Spanish Painting: Centers, Masters, and Evolution
Spanish Painting
There are three major art centers:
- Madrid: Velazquez’s host was the foremost painter.
- Seville: The next focus of interest, with Zurbaran, Murillo, and Valdes Leal.
- Valencia: The third center of momentum, thanks to Ribera and Francisco Ribalta.
In the early years, following the tradition of the seventeenth-century Escorial: severity, decorum, rigidity, and naturalism. Later in the reign of Philip IV, painting reached its maturity from the hand of Jose de Ribera, Francisco de Zurbaran, Alonso Cano, and Diego Velázquez. Painting became increasingly baroque through the influence of Italian painting.
Jose Ribalta (1591-1652)
Born in Xativa, he soon headed to Italy, where he spent his entire life. He was a painter strongly influenced by Caravaggio and deeply worried about the studies of light and leftovers; he took an interest in naturalism. He married the daughter of a powerful Neapolitan painter and became the best-known painter in Naples, working in turn for the Spanish court. His style is naturalistic, dramatic, vigorous, and sensual. In this period, he created The Great Calvary (1618). In 1620, he started cultivation engraving. Works of his mature period are St. Jerome and the Drunken Silenus, in which he uses a more pasty technique and stresses the effects of light and tangible reality. Between 1631 and 1637, he painted a Pristine Convention. Some of his masterpieces, The Dream of Jacob and the Martyrdom of St. Philip, date from 1639. Limping is from 1642.
Diego Velázquez (1599-1660)
He is the most outstanding personality of this generation and of European paintings of his time. He used aerial perspective through color and light, in addition to all the thematic treatment, even naked or mythological themes.
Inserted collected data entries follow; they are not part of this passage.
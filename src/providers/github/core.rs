use std::time::Duration;

use chrono::Utc;
use futures::{stream, StreamExt};
use log::{info, warn};

use super::client::{GitHubClient, GitHubRepositoryDto};
use super::health::{find_by_issue_kind, score_repository, IssueFilter, StalenessPolicy};
use super::portfolio::{analyze_portfolio, summarize_issues};
use crate::auth::Token;
use crate::error::Result;
use crate::insights::{BatchHealthReport, FetchFailure, HealthReport, Issue, IssueSummary, PortfolioSummary};
use crate::models::RepositoryRecord;

/// Pacing for the per-repository README probes.
#[derive(Debug, Clone, Copy)]
pub struct ProbeSettings {
    pub delay: Duration,
    pub concurrency: usize,
}

impl Default for ProbeSettings {
    fn default() -> Self {
        Self {
            delay: Duration::from_millis(100),
            concurrency: 1,
        }
    }
}

pub struct GitHubProvider {
    pub client: GitHubClient,
    pub probe: ProbeSettings,
}

impl GitHubProvider {
    pub fn new(base_url: &str, token: Option<Token>, probe: ProbeSettings) -> Result<Self> {
        let client = GitHubClient::new(base_url, token)?;

        Ok(Self { client, probe })
    }

    async fn probe_readme(&self, owner: &str, dto: GitHubRepositoryDto) -> RepositoryRecord {
        if !self.probe.delay.is_zero() {
            tokio::time::sleep(self.probe.delay).await;
        }
        let has_readme = self.client.has_readme(owner, &dto.name).await;
        dto.into_record(has_readme)
    }

    /// List all repositories and resolve README presence for each.
    ///
    /// Probes run with bounded concurrency but results keep listing order.
    pub async fn fetch_records(&self, owner: &str) -> Result<Vec<RepositoryRecord>> {
        let repositories = self.client.list_repositories(owner).await?;

        info!(
            "Probing README for {} repositories of {owner}...",
            repositories.len()
        );

        let records = stream::iter(repositories)
            .map(|dto| self.probe_readme(owner, dto))
            .buffered(self.probe.concurrency.max(1))
            .collect::<Vec<_>>()
            .await;

        Ok(records)
    }

    pub async fn fetch_record(&self, owner: &str, repo: &str) -> Result<RepositoryRecord> {
        let dto = self.client.get_repository(owner, repo).await?;
        Ok(self.probe_readme(owner, dto).await)
    }

    pub async fn portfolio(&self, owner: &str) -> Result<PortfolioSummary> {
        info!("Starting portfolio analysis for: {owner}");

        let records = self.fetch_records(owner).await?;

        if records.is_empty() {
            warn!("No repositories found for: {owner}");
        }

        Ok(analyze_portfolio(owner, &records, Utc::now()))
    }

    pub async fn repository_health(&self, owner: &str, repo: &str) -> Result<HealthReport> {
        info!("Checking health of {owner}/{repo}");

        let record = self.fetch_record(owner, repo).await?;
        Ok(score_repository(&record, Utc::now()))
    }

    pub async fn find_issues(&self, owner: &str, filter: IssueFilter) -> Result<Vec<Issue>> {
        let records = self.fetch_records(owner).await?;

        Ok(find_by_issue_kind(
            &records,
            filter,
            &StalenessPolicy::PORTFOLIO,
            Utc::now(),
        ))
    }

    pub async fn auto_classify(&self, owner: &str) -> Result<IssueSummary> {
        let records = self.fetch_records(owner).await?;

        Ok(summarize_issues(owner, &records, Utc::now()))
    }

    /// Health-check several repositories. A failed fetch is recorded and the
    /// rest of the batch still completes.
    pub async fn batch_health(&self, owner: &str, repos: &[String]) -> BatchHealthReport {
        let now = Utc::now();

        let results = stream::iter(repos.iter().cloned())
            .map(|repo: String| async move {
                let result = self.fetch_record(owner, &repo).await;
                (repo, result)
            })
            .buffered(self.probe.concurrency.max(1))
            .collect::<Vec<_>>()
            .await;

        let mut reports = Vec::new();
        let mut failures = Vec::new();

        for (repo, result) in results {
            match result {
                Ok(record) => reports.push(score_repository(&record, now)),
                Err(e) => {
                    warn!("Skipping {owner}/{repo}: {e}");
                    failures.push(FetchFailure {
                        repository: repo,
                        error: e.to_string(),
                    });
                }
            }
        }

        BatchHealthReport {
            owner: owner.to_string(),
            reports,
            failures,
        }
    }
}
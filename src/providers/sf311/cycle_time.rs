use chrono::{DateTime, Utc};

use super::filters::{CaseFilters, LookbackWindow};
use crate::insights::{round2, CycleTimeStats};
use crate::models::CaseRecord;

/// Closure-duration statistics over closed cases requested inside the window.
///
/// Negative durations from clock-skewed source rows are kept.
pub fn compute_cycle_times(
    records: &[CaseRecord],
    filters: &CaseFilters,
    lookback_days: u32,
    now: DateTime<Utc>,
) -> CycleTimeStats {
    let window = LookbackWindow::new(now, lookback_days);

    let mut durations: Vec<f64> = records
        .iter()
        .filter(|r| window.contains(r.requested_at) && filters.matches(r))
        .filter_map(CaseRecord::duration_days)
        .collect();

    summarize_durations(&mut durations)
}

#[allow(clippy::cast_precision_loss)]
fn summarize_durations(durations: &mut [f64]) -> CycleTimeStats {
    if durations.is_empty() {
        return CycleTimeStats::default();
    }

    durations.sort_by(|a, b| a.partial_cmp(b).unwrap_or(std::cmp::Ordering::Equal));

    let count = durations.len();
    let avg = durations.iter().sum::<f64>() / count as f64;
    let median = if count % 2 == 1 {
        durations[count / 2]
    } else {
        (durations[count / 2 - 1] + durations[count / 2]) / 2.0
    };

    CycleTimeStats {
        count,
        avg_days: round2(avg),
        median_days: round2(median),
        min_days: round2(durations[0]),
        max_days: round2(durations[count - 1]),
    }
}

#[cfg(test)]
mod tests {
    use super::*;
    use chrono::{Duration, TimeZone};

    fn now() -> DateTime<Utc> {
        Utc.with_ymd_and_hms(2024, 6, 30, 0, 0, 0).unwrap()
    }

    fn closed_case(id: &str, category: &str, requested_days_ago: i64, took: Duration) -> CaseRecord {
        let requested_at = now() - Duration::days(requested_days_ago);
        CaseRecord {
            id: id.to_string(),
            requested_at,
            closed_at: Some(requested_at + took),
            address: "1 MARKET ST".to_string(),
            category: category.to_string(),
            subtype: "General".to_string(),
            status: "Closed".to_string(),
            neighborhood: Some("Financial District".to_string()),
            supervisor_district: Some("3".to_string()),
        }
    }

    fn durations(days: &[i64]) -> Vec<CaseRecord> {
        days.iter()
            .enumerate()
            .map(|(i, &d)| closed_case(&i.to_string(), "Graffiti", 10, Duration::days(d)))
            .collect()
    }

    #[test]
    fn test_empty_input_is_all_zero() {
        let stats = compute_cycle_times(&[], &CaseFilters::default(), 30, now());

        assert_eq!(stats, CycleTimeStats::default());
        assert_eq!(stats.count, 0);
    }

    #[test]
    fn test_everything_filtered_out_is_all_zero() {
        let filters = CaseFilters {
            service_name_prefix: Some("Encamp".to_string()),
            ..CaseFilters::default()
        };

        let stats = compute_cycle_times(&durations(&[1, 2]), &filters, 30, now());

        assert_eq!(stats, CycleTimeStats::default());
    }

    #[test]
    fn test_odd_count_median_is_middle_element() {
        let stats = compute_cycle_times(&durations(&[3, 1, 2]), &CaseFilters::default(), 30, now());

        assert_eq!(stats.count, 3);
        assert_eq!(stats.median_days, 2.0);
        assert_eq!(stats.avg_days, 2.0);
        assert_eq!(stats.min_days, 1.0);
        assert_eq!(stats.max_days, 3.0);
    }

    #[test]
    fn test_even_count_median_averages_central_pair() {
        let stats = compute_cycle_times(&durations(&[4, 1, 3, 2]), &CaseFilters::default(), 30, now());

        assert_eq!(stats.median_days, 2.5);
        assert_eq!(stats.avg_days, 2.5);
    }

    #[test]
    fn test_fractional_days_are_rounded() {
        let records = vec![closed_case("1", "Graffiti", 5, Duration::hours(10))];

        let stats = compute_cycle_times(&records, &CaseFilters::default(), 30, now());

        assert_eq!(stats.avg_days, 0.42);
    }

    #[test]
    fn test_open_and_out_of_window_cases_are_skipped() {
        let mut open = closed_case("open", "Graffiti", 5, Duration::days(1));
        open.status = "Open".to_string();
        let old = closed_case("old", "Graffiti", 45, Duration::days(9));
        let kept = closed_case("kept", "Graffiti", 5, Duration::days(2));

        let stats = compute_cycle_times(&[open, old, kept], &CaseFilters::default(), 30, now());

        assert_eq!(stats.count, 1);
        assert_eq!(stats.avg_days, 2.0);
    }

    #[test]
    fn test_negative_durations_flow_into_statistics() {
        let records = vec![
            closed_case("skewed", "Graffiti", 5, Duration::days(-1)),
            closed_case("normal", "Graffiti", 5, Duration::days(3)),
        ];

        let stats = compute_cycle_times(&records, &CaseFilters::default(), 30, now());

        assert_eq!(stats.count, 2);
        assert_eq!(stats.min_days, -1.0);
        assert_eq!(stats.avg_days, 1.0);
    }

    #[test]
    fn test_neighborhood_filter_is_exact() {
        let mut elsewhere = closed_case("2", "Graffiti", 5, Duration::days(8));
        elsewhere.neighborhood = Some("Mission".to_string());
        let records = vec![closed_case("1", "Graffiti", 5, Duration::days(2)), elsewhere];
        let filters = CaseFilters {
            neighborhood: Some("Mission".to_string()),
            ..CaseFilters::default()
        };

        let stats = compute_cycle_times(&records, &filters, 30, now());

        assert_eq!(stats.count, 1);
        assert_eq!(stats.max_days, 8.0);
    }
}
The first stage in Seville: His paintings are dark, and opaque dark colors are used. Examples of this stage are: Old Woman Cooking Eggs, Christ in the House of Martha, and The Waterseller of Seville, with a chiaroscuro technique in great detail of the objects. In 1623, he settled at the court, initiating the first stage of Madrid, working mainly as a portrait painter. Rubens’s arrival in Madrid changed his color, as shown in The Drunkards. In his first trip to Italy (1629-1631), Velazquez left dark tones and became interested in studying the landscape and capturing the atmosphere. The Forge of Vulcan is an example of what he learned in Italy. Back at the Madrid court, he began his long and fruitful stage. The most important work of these years is the Surrender of Breda. Later, he painted the Equestrian Portrait of the Count-Duke of Olivares, among others. All these works tend toward perfection of technique and the psychological depth of the characters in question. At the end of 1648, he made his second trip to Italy, where he undertook the Portrait of Pope Innocent X, which embodies a novel vividness and intensity. In 1651, he returned to Spain and began his last period, in which he painted some of his masterpieces, like The Rokeby Venus; it is the first comprehensive nude, and The Spinners. A little later, he made his most famous painting, Las Meninas, which gives an impression of realism and visual deception.